NaNoWriMo Research: Millicent Min: Girl Genius


Millicent Min: Girl Genius by Lisa Yee: Millicent Min is looking forward to her senior year in high school, but first she has to make it through her 11th summer surrounded by the love and misunderstanding of her family and and the hostility and misunderstanding of her peers.  POV: 1st person limited, present tense. 

I've read this book before, so when I was looking for quirky, smart girl voices to dump into my reservoir, I couldn't resist revisiting Millicent.  She's a unique character with a very unique point of view.  She's sometimes annoying, and this book is quite different from the other bright-girl book I read (Emma Lazarus Fell Out of a Tree).  Where Emma's voice was sort of gentle and whimsical and a bit puzzled but very orderly and rational as she dealt with her peers, Millicient is rough and abrasive and socially clumsy because she hasn't had much experience dealing with her age-mates or her peers because of all the grade-skipping she's done.  I actually read the hilarious Stanford Wong Flunks Big Time first and looked this book up later because it covered the same time period from a totally different point of view, and I like it when authors try this (especially when it really works).  Good stuff.

Monday, November 26, 2012

NaNoWriMo Research: Ten, Eleven, and Twelve

Ten, Eleven, and Twelve (first half) by Lauren Myracle:  Winnie is a regular kid growing up at her own pace one year at a time and learning how to deal with changing friends, changing family members, changing priorities, and her changing body and mind.  She just wishes everything could stay the same.  POV: 1st person limited, past tense.

Each book captures one year of her life with a chapter per month.  Each chapter mainly covers an event that happened during the month, not everything that happened during the month.  The books are mostly light, and Winnie is a fun main character.  She's a late bloomer, and this is handled pretty well.  Her mother is amazing, her older sister is well-drawn, and her puzzlement about the choices her friends are making is really genuine.  Sometimes I feel like maybe the narrator is a bit too old for her years, but, frankly, I don't really care.  (The popularity of these books indicates that most tween girls don't care either.)
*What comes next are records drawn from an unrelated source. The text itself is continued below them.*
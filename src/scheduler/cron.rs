//! Minimal cron-style schedule matching (spec §4.6 "cron-like(expr)").
//!
//! Supports the five standard fields (`minute hour day-of-month month
//! day-of-week`), each either `*`, a step (`*/n`), or a comma list of
//! values. No ranges (`1-5`), no named months/weekdays — enough to express
//! the common "every N minutes/hours" and "at HH:MM on weekday W" shapes
//! without pulling in a dedicated cron dependency the teacher never reached
//! for.

use chrono::{Datelike, Duration as ChronoDuration, Timelike};

use crate::error::{Result, TaskmeshError};

/// One cron field's accepted values.
#[derive(Debug, Clone, PartialEq, Eq)]
enum Field {
    Any,
    Step(u32),
    List(Vec<u32>),
}

impl Field {
    fn parse(raw: &str) -> Result<Self> {
        let raw = raw.trim();
        if raw == "*" {
            return Ok(Field::Any);
        }
        if let Some(step) = raw.strip_prefix("*/") {
            let n: u32 = step
                .parse()
                .map_err(|_| TaskmeshError::ParseError(format!("invalid cron step: {raw}")))?;
            if n == 0 {
                return Err(TaskmeshError::ParseError("cron step must be positive".into()));
            }
            return Ok(Field::Step(n));
        }
        let values: Result<Vec<u32>> = raw
            .split(',')
            .map(|part| {
                part.trim()
                    .parse::<u32>()
                    .map_err(|_| TaskmeshError::ParseError(format!("invalid cron field: {raw}")))
            })
            .collect();
        Ok(Field::List(values?))
    }

    fn matches(&self, value: u32) -> bool {
        match self {
            Field::Any => true,
            Field::Step(n) => value % n == 0,
            Field::List(values) => values.contains(&value),
        }
    }
}

/// A parsed 5-field cron-like expression: `minute hour day-of-month month
/// day-of-week`.
#[derive(Debug, Clone)]
pub struct CronExpr {
    raw: String,
    minute: Field,
    hour: Field,
    day_of_month: Field,
    month: Field,
    day_of_week: Field,
}

/// Upper bound on how far ahead `next_after` searches before giving up.
/// One non-leap year of minutes; enough for any field combination that
/// actually occurs (a field combination that never occurs, like day 31 in
/// February every year, will exhaust this and return `None`).
const MAX_SEARCH_MINUTES: i64 = 366 * 24 * 60;

impl CronExpr {
    pub fn parse(expr: &str) -> Result<Self> {
        let fields: Vec<&str> = expr.split_whitespace().collect();
        if fields.len() != 5 {
            return Err(TaskmeshError::ParseError(format!(
                "cron expression must have 5 fields, got {}: {expr}",
                fields.len()
            )));
        }
        Ok(Self {
            raw: expr.to_string(),
            minute: Field::parse(fields[0])?,
            hour: Field::parse(fields[1])?,
            day_of_month: Field::parse(fields[2])?,
            month: Field::parse(fields[3])?,
            day_of_week: Field::parse(fields[4])?,
        })
    }

    pub fn as_str(&self) -> &str {
        &self.raw
    }

    /// Earliest minute-aligned instant strictly after `after` that matches
    /// every field. `None` if nothing matches within the search horizon.
    pub fn next_after(&self, after: chrono::DateTime<chrono::Utc>) -> Option<chrono::DateTime<chrono::Utc>> {
        let mut candidate = (after + ChronoDuration::minutes(1))
            .with_second(0)
            .and_then(|d| d.with_nanosecond(0))?;
        for _ in 0..MAX_SEARCH_MINUTES {
            let weekday = candidate.weekday().num_days_from_sunday();
            if self.minute.matches(candidate.minute())
                && self.hour.matches(candidate.hour())
                && self.day_of_month.matches(candidate.day())
                && self.month.matches(candidate.month())
                && self.day_of_week.matches(weekday)
            {
                return Some(candidate);
            }
            candidate += ChronoDuration::minutes(1);
        }
        None
    }
}

#[cfg(test)]
mod tests {
    use super::*;
    use chrono::TimeZone;

    #[test]
    fn every_five_minutes() {
        let expr = CronExpr::parse("*/5 * * * *").unwrap();
        let start = chrono::Utc.with_ymd_and_hms(2026, 1, 1, 10, 2, 30).unwrap();
        let next = expr.next_after(start).unwrap();
        assert_eq!(next, chrono::Utc.with_ymd_and_hms(2026, 1, 1, 10, 5, 0).unwrap());
    }

    #[test]
    fn fixed_time_of_day() {
        let expr = CronExpr::parse("30 9 * * *").unwrap();
        let start = chrono::Utc.with_ymd_and_hms(2026, 1, 1, 10, 0, 0).unwrap();
        let next = expr.next_after(start).unwrap();
        assert_eq!(next, chrono::Utc.with_ymd_and_hms(2026, 1, 2, 9, 30, 0).unwrap());
    }

    #[test]
    fn specific_weekday_list() {
        // 2026-01-05 is a Monday.
        let expr = CronExpr::parse("0 0 * * 1,3,5").unwrap();
        let start = chrono::Utc.with_ymd_and_hms(2026, 1, 1, 0, 0, 0).unwrap();
        let next = expr.next_after(start).unwrap();
        assert_eq!(next, chrono::Utc.with_ymd_and_hms(2026, 1, 5, 0, 0, 0).unwrap());
    }

    #[test]
    fn rejects_wrong_field_count() {
        assert!(CronExpr::parse("* * *").is_err());
    }

    #[test]
    fn rejects_zero_step() {
        assert!(CronExpr::parse("*/0 * * * *").is_err());
    }
}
Thursday, November 22, 2012

NaNoWriMo Research: Emma-Jean Lazarus Fell Out of a Tree

Emma-Jean Lazarus Fell Out of a Tree by Lauren Tarshis:  Emma-Jean is in seventh grade, and she is very bright and thinks about the world very differently from her classmates.  She keeps her distance and observes their bizarre behaviors benevolently until the pain of a classmate draws her in, and she starts trying to help others with some interesting results.  This one is told in alternating POV between Emma-Jean and Colleen (the classmate she first tries to help).  POV: 3rd person, quasi-limited, alternating.

I adored Emma-Jean.  The author did a great job of making her point of view read completely differently from really anything I've read before.  I wasn't as big of a fan of Colleen.  I'm still not entirely sure she was needed as a POV character, but I think that may be because I loved Emma-Jean's familiar head so much.  Ah, nostalgia.  Colleen's POV did help set off the uniqueness of Emma-Jean's as well, and I'm sure to the average reader, she was needed as an accessible entry point and someone to relate to.  And there were some twists that would have been hard to show clearly if there were only one narrator.  Overall the characters are quirky and well-made, the twists are pretty unexpected, and the adults are a good mix of nice and nasty and mostly realistic, as are the kids.  Loved it.  Thanks to Joseph for this recommendation.

Monday, November 19, 2012

NaNoWriMo Research: Caddie Woodlawn

Caddie Woodlawn by Carol Ryrie Brink: Caddie's 11 and lives in the mostly-wilderness of Wisconsin where she and her older and younger brother get into trouble a lot and grow up a little, too.  POV: 3rd person quasi-limited, past tense.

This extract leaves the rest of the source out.